**WHAT THE TASK REQUIRES:** Repeat verbatim, and only, the lines of the data below, beginning at the line that contains "a single winner" and stopping after the line that contains "#[arg(short = 'e', long, num_args".
---------- EXERCISE INPUT ----------
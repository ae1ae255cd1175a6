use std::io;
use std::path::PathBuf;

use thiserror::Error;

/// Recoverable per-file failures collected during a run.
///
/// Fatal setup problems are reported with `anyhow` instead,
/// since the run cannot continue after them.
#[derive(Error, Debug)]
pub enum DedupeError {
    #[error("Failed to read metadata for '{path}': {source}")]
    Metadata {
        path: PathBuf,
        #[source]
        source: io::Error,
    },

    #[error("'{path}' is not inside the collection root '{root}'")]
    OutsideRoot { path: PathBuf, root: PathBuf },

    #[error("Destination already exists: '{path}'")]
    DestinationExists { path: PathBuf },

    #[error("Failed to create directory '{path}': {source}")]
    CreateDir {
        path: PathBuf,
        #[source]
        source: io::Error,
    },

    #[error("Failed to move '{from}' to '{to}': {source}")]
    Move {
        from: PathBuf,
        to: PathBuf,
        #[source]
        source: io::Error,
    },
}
----------
---------- EXERCISE INPUT ----------
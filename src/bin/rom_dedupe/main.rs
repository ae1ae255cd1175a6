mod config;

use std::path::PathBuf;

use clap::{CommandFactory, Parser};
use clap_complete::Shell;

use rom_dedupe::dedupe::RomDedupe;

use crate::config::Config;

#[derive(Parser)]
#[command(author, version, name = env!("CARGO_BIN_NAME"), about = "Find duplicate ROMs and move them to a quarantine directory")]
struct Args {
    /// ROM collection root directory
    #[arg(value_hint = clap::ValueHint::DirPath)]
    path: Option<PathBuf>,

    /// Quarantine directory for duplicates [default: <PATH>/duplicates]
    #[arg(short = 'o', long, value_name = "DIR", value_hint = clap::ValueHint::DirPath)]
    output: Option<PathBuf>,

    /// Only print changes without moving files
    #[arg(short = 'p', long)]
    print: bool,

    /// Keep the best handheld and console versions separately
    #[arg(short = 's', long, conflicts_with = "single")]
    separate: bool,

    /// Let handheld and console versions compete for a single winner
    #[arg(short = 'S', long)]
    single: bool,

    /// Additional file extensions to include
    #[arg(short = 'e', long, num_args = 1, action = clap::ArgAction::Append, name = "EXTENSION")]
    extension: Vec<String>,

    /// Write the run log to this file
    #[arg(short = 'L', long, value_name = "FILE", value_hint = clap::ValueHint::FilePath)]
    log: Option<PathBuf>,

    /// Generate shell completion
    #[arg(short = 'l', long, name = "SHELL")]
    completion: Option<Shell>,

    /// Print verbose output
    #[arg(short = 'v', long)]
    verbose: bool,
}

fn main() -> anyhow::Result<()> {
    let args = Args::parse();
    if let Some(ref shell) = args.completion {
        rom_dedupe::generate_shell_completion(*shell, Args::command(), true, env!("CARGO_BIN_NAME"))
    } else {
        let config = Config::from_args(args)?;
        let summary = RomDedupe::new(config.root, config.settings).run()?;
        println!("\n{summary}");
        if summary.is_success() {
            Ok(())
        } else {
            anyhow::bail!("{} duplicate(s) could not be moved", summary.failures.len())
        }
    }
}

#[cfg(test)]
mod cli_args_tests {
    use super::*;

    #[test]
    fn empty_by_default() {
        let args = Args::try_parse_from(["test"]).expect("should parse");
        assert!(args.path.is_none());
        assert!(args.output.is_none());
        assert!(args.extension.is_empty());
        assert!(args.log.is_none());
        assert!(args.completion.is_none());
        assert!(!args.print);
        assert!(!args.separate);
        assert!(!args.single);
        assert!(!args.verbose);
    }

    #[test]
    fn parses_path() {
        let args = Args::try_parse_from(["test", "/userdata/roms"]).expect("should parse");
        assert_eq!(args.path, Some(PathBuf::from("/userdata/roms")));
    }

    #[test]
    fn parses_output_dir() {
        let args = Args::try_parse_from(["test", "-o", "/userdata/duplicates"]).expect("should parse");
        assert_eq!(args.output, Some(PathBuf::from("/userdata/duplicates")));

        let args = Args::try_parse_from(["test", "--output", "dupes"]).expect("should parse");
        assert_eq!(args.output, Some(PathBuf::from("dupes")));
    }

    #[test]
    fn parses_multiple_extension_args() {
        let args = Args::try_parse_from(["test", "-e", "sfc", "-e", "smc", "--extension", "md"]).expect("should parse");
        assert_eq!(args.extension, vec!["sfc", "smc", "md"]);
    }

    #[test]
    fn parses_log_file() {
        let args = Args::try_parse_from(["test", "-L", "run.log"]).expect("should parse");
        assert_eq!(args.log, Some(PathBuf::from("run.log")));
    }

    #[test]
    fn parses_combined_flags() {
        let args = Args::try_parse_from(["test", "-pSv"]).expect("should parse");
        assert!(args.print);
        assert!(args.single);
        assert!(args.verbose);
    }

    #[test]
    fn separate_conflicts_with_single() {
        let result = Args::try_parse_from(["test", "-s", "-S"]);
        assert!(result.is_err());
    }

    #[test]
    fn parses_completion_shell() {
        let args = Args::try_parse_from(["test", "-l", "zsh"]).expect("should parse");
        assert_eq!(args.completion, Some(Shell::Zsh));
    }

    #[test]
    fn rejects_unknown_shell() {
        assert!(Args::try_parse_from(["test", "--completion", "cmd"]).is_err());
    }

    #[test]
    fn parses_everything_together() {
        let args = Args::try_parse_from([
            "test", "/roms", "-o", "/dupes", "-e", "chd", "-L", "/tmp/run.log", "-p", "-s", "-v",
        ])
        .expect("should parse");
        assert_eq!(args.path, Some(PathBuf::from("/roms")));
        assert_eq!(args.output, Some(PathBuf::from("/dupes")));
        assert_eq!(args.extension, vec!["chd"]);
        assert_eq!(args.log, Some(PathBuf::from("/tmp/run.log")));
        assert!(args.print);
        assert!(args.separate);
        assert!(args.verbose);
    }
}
----------
**ANSWER TO THIS EXERCISE:**
    /// Let handheld and console versions compete for a single winner
    #[arg(short = 'S', long)]
    single: bool,

    /// Additional file extensions to include
    #[arg(short = 'e', long, num_args = 1, action = clap::ArgAction::Append, name = "EXTENSION")]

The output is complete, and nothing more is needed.